Problem description: From first line to last, write out the data precisely as shown.

Material provided:
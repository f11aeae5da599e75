//! Time-based one-time passwords (RFC 6238, HMAC-SHA1, 30s step, 6 digits).

use data_encoding::BASE32_NOPAD;
use hmac::{Hmac, Mac};
use sha1::Sha1;

use crate::error::BrokerError;

type HmacSha1 = Hmac<Sha1>;

const STEP_SECS: u64 = 30;
const DIGITS: u32 = 6;

/// Decode a base32 shared secret as shown by authenticator setup screens.
///
/// Spaces, padding and lower case are accepted.
pub fn decode_secret(secret: &str) -> Result<Vec<u8>, BrokerError> {
    let cleaned: String = secret
        .chars()
        .filter(|c| !c.is_whitespace() && *c != '=')
        .map(|c| c.to_ascii_uppercase())
        .collect();
    BASE32_NOPAD
        .decode(cleaned.as_bytes())
        .map_err(|e| BrokerError::Auth(format!("invalid TOTP secret: {e}")))
}

/// One-time code for `unix_time`.
pub fn totp(secret: &str, unix_time: u64) -> Result<String, BrokerError> {
    let key = decode_secret(secret)?;
    let counter = unix_time / STEP_SECS;

    let mut mac = HmacSha1::new_from_slice(&key).expect("HMAC accepts any key length");
    mac.update(&counter.to_be_bytes());
    let digest = mac.finalize().into_bytes();

    let offset = (digest[digest.len() - 1] & 0x0f) as usize;
    let binary = u32::from_be_bytes([
        digest[offset] & 0x7f,
        digest[offset + 1],
        digest[offset + 2],
        digest[offset + 3],
    ]);
    let code = binary % 10u32.pow(DIGITS);
    Ok(format!("{code:0width$}", width = DIGITS as usize))
}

Answer for the task:
repository f11aeae5da599e75
//! Time-based one-time passwords (RFC 6238, HMAC-SHA1, 30s step, 6 digits).

use data_encoding::BASE32_NOPAD;
use hmac::{Hmac, Mac};
use sha1::Sha1;

use crate::error::BrokerError;

type HmacSha1 = Hmac<Sha1>;

const STEP_SECS: u64 = 30;
const DIGITS: u32 = 6;

/// Decode a base32 shared secret as shown by authenticator setup screens.
///
/// Spaces, padding and lower case are accepted.
pub fn decode_secret(secret: &str) -> Result<Vec<u8>, BrokerError> {
    let cleaned: String = secret
        .chars()
        .filter(|c| !c.is_whitespace() && *c != '=')
        .map(|c| c.to_ascii_uppercase())
        .collect();
    BASE32_NOPAD
        .decode(cleaned.as_bytes())
        .map_err(|e| BrokerError::Auth(format!("invalid TOTP secret: {e}")))
}

/// One-time code for `unix_time`.
pub fn totp(secret: &str, unix_time: u64) -> Result<String, BrokerError> {
    let key = decode_secret(secret)?;
    let counter = unix_time / STEP_SECS;

    let mut mac = HmacSha1::new_from_slice(&key).expect("HMAC accepts any key length");
    mac.update(&counter.to_be_bytes());
    let digest = mac.finalize().into_bytes();

    let offset = (digest[digest.len() - 1] & 0x0f) as usize;
    let binary = u32::from_be_bytes([
        digest[offset] & 0x7f,
        digest[offset + 1],
        digest[offset + 2],
        digest[offset + 3],
    ]);
    let code = binary % 10u32.pow(DIGITS);
    Ok(format!("{code:0width$}", width = DIGITS as usize))
}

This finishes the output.